** Task details **
From the records below, extract only the lines running from the line with "fn deserialize<D>(deserializer: D)" to the line with "impl TokenSource for StaticToken", both lines included, reproducing them exactly.

Dataset entries:
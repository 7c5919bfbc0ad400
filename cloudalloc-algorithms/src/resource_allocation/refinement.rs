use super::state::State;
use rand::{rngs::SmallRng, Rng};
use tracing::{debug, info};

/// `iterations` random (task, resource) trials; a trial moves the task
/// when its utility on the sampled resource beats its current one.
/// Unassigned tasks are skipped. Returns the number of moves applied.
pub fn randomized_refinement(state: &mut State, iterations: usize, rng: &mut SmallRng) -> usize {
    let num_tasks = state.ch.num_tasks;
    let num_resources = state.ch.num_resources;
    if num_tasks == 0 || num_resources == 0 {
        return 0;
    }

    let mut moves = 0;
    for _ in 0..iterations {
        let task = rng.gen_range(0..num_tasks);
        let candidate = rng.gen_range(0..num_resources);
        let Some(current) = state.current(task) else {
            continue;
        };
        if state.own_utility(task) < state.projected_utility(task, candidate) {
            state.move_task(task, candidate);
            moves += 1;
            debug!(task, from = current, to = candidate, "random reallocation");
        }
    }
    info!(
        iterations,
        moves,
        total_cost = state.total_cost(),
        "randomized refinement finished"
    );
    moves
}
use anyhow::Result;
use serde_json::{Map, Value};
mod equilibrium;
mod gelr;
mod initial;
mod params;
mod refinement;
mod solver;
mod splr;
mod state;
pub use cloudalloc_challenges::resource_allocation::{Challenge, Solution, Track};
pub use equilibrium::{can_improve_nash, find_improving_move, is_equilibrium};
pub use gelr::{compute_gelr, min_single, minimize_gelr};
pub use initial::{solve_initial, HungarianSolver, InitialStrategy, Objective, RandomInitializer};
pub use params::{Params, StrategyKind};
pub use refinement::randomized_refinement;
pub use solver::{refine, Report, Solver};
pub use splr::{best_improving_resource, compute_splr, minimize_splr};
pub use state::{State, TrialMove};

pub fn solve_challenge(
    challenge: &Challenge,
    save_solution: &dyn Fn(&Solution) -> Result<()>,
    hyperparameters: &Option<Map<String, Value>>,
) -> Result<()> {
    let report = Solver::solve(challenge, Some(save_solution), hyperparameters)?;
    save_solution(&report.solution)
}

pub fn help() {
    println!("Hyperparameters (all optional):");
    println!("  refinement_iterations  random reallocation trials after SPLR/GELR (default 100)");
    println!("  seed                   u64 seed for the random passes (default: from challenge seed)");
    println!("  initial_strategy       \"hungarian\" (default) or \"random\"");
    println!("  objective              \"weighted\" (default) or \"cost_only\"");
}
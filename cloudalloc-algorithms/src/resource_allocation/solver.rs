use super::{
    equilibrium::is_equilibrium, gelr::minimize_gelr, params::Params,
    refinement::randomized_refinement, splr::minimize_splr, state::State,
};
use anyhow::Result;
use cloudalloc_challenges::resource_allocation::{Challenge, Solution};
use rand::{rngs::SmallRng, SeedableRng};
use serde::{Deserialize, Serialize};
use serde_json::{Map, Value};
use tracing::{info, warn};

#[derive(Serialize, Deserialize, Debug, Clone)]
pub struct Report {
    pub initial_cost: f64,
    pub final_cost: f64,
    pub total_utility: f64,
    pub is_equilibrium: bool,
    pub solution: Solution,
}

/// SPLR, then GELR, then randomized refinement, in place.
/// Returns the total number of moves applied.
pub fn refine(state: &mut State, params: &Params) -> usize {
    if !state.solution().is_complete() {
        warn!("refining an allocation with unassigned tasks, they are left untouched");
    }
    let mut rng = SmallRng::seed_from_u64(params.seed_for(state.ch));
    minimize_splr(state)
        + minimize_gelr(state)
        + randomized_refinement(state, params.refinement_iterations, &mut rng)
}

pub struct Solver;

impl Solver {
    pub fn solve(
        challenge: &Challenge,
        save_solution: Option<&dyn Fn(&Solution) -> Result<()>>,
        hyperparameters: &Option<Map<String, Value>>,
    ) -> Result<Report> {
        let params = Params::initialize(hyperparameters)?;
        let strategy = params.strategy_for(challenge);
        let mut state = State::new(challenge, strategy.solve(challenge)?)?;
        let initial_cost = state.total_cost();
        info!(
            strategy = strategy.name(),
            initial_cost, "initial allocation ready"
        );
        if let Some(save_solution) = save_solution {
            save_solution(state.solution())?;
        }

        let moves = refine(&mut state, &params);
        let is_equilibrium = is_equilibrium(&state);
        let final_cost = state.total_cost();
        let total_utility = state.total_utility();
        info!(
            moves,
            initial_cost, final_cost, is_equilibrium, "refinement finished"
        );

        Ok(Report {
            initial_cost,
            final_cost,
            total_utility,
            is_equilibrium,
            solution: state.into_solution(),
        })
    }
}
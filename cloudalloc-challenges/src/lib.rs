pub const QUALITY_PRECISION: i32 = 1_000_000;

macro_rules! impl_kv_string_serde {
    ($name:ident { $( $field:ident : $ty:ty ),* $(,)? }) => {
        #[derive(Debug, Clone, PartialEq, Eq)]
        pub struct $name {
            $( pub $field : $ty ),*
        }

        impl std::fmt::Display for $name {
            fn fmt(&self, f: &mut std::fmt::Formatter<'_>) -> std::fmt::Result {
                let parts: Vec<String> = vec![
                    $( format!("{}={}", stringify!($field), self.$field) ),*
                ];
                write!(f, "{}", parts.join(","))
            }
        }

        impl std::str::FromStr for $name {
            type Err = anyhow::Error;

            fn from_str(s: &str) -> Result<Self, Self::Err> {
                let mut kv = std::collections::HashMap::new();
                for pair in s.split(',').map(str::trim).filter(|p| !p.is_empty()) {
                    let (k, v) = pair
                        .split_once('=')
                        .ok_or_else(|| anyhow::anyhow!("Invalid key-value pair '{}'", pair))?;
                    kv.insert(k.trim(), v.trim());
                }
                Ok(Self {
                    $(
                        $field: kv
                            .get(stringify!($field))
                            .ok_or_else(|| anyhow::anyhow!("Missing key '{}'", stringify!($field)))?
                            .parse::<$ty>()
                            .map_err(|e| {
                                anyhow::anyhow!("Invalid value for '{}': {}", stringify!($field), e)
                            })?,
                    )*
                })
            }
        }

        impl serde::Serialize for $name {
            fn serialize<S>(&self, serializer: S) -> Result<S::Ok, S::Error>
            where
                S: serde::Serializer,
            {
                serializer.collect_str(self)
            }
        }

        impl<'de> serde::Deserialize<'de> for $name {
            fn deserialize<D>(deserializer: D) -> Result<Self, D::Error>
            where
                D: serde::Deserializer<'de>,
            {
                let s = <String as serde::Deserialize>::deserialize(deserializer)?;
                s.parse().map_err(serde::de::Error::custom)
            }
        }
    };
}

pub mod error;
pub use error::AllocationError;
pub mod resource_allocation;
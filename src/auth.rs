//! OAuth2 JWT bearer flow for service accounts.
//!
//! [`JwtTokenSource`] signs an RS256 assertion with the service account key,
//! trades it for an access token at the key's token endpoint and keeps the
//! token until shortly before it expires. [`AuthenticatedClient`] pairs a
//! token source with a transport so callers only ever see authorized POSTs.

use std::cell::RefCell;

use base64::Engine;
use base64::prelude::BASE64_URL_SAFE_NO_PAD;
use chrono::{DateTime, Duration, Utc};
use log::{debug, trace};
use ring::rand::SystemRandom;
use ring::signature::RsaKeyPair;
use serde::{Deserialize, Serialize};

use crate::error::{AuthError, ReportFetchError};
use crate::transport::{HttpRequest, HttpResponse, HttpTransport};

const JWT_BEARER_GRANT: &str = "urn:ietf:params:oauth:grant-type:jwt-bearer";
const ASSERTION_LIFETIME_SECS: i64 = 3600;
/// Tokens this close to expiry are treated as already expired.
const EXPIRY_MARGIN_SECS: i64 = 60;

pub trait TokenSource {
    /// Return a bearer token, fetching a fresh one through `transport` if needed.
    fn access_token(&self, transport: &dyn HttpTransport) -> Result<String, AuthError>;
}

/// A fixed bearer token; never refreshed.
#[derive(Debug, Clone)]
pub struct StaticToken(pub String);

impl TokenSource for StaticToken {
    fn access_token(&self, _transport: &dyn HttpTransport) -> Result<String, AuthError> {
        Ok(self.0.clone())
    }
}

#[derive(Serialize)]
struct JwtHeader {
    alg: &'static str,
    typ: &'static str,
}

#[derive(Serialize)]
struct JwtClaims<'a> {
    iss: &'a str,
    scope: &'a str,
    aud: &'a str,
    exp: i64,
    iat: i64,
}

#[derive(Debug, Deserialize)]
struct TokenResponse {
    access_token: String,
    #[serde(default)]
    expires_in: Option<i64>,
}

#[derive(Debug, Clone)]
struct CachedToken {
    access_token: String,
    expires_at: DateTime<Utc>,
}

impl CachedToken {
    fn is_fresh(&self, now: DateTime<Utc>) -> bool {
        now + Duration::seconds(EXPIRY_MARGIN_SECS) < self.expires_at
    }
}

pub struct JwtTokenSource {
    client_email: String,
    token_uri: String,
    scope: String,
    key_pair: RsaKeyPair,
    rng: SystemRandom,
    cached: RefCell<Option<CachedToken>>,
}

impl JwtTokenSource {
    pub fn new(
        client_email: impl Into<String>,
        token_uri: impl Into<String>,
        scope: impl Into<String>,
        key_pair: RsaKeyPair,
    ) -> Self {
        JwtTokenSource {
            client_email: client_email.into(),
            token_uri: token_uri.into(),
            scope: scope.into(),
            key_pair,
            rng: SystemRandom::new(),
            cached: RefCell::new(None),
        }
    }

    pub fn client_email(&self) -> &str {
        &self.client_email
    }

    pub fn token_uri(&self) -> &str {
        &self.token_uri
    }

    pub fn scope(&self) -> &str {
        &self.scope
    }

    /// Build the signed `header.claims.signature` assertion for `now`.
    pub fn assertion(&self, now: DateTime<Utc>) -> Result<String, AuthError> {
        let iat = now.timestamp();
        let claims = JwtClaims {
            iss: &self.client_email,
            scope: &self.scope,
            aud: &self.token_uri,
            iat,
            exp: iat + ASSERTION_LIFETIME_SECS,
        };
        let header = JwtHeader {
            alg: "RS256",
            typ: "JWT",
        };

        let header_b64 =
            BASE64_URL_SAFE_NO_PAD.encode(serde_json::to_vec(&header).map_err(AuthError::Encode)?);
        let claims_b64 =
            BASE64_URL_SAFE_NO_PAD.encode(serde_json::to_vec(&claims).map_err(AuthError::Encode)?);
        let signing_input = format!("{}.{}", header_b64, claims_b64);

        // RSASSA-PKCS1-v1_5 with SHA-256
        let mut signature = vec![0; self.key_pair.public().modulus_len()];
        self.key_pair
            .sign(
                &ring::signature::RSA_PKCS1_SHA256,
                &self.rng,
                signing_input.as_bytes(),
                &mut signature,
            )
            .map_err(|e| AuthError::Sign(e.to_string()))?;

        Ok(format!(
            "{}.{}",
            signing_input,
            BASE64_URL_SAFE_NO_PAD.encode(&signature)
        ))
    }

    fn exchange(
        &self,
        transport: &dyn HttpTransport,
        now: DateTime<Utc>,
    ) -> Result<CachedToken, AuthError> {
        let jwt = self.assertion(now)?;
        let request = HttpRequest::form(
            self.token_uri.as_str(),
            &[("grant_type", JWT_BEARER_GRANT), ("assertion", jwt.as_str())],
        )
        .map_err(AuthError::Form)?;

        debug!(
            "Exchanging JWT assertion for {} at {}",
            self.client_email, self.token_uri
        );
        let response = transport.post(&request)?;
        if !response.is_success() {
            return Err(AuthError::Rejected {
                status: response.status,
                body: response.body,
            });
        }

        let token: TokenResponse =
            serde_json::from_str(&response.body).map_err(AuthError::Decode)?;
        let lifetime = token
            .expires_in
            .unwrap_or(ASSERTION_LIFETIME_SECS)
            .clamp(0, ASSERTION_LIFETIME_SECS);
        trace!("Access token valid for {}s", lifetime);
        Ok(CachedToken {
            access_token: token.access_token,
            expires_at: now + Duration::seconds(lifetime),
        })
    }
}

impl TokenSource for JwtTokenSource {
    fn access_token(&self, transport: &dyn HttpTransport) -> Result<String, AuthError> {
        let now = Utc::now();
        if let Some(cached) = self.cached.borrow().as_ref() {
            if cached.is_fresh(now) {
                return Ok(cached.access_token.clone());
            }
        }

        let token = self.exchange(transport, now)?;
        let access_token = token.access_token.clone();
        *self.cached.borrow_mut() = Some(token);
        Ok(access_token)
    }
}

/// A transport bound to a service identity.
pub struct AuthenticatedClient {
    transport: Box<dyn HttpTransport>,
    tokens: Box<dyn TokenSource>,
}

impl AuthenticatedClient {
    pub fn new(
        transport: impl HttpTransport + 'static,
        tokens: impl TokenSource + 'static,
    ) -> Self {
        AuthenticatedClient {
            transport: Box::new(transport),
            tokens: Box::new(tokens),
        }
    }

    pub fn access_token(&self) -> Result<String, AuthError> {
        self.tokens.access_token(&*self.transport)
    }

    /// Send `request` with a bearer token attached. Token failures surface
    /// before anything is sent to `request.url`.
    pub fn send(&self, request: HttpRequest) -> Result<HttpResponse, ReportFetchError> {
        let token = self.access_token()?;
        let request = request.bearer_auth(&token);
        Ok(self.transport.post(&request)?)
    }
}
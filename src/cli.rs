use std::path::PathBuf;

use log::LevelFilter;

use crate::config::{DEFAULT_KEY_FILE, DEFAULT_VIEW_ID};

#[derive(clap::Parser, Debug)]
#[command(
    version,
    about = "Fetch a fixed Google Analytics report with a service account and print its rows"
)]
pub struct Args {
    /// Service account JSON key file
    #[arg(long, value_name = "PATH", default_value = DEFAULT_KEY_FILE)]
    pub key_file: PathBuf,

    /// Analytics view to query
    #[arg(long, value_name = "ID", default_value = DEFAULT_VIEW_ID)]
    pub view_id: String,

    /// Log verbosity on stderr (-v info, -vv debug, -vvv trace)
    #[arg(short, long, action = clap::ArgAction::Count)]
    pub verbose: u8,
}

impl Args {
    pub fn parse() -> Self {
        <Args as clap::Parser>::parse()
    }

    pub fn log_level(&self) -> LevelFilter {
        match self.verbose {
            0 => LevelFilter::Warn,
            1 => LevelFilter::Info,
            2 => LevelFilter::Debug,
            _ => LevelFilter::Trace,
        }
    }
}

** Task response **
            fn deserialize<D>(deserializer: D) -> Result<Self, D::Error>
            where
                D: serde::Deserializer<'de>,
            {
                let s = <String as serde::Deserialize>::deserialize(deserializer)?;
                s.parse().map_err(serde::de::Error::custom)
            }
        }
    };
}

pub mod error;
pub use error::AllocationError;
pub mod resource_allocation;
filename src/auth.rs
//! OAuth2 JWT bearer flow for service accounts.
//!
//! [`JwtTokenSource`] signs an RS256 assertion with the service account key,
//! trades it for an access token at the key's token endpoint and keeps the
//! token until shortly before it expires. [`AuthenticatedClient`] pairs a
//! token source with a transport so callers only ever see authorized POSTs.

use std::cell::RefCell;

use base64::Engine;
use base64::prelude::BASE64_URL_SAFE_NO_PAD;
use chrono::{DateTime, Duration, Utc};
use log::{debug, trace};
use ring::rand::SystemRandom;
use ring::signature::RsaKeyPair;
use serde::{Deserialize, Serialize};

use crate::error::{AuthError, ReportFetchError};
use crate::transport::{HttpRequest, HttpResponse, HttpTransport};

const JWT_BEARER_GRANT: &str = "urn:ietf:params:oauth:grant-type:jwt-bearer";
const ASSERTION_LIFETIME_SECS: i64 = 3600;
/// Tokens this close to expiry are treated as already expired.
const EXPIRY_MARGIN_SECS: i64 = 60;

pub trait TokenSource {
    /// Return a bearer token, fetching a fresh one through `transport` if needed.
    fn access_token(&self, transport: &dyn HttpTransport) -> Result<String, AuthError>;
}

/// A fixed bearer token; never refreshed.
#[derive(Debug, Clone)]
pub struct StaticToken(pub String);

impl TokenSource for StaticToken {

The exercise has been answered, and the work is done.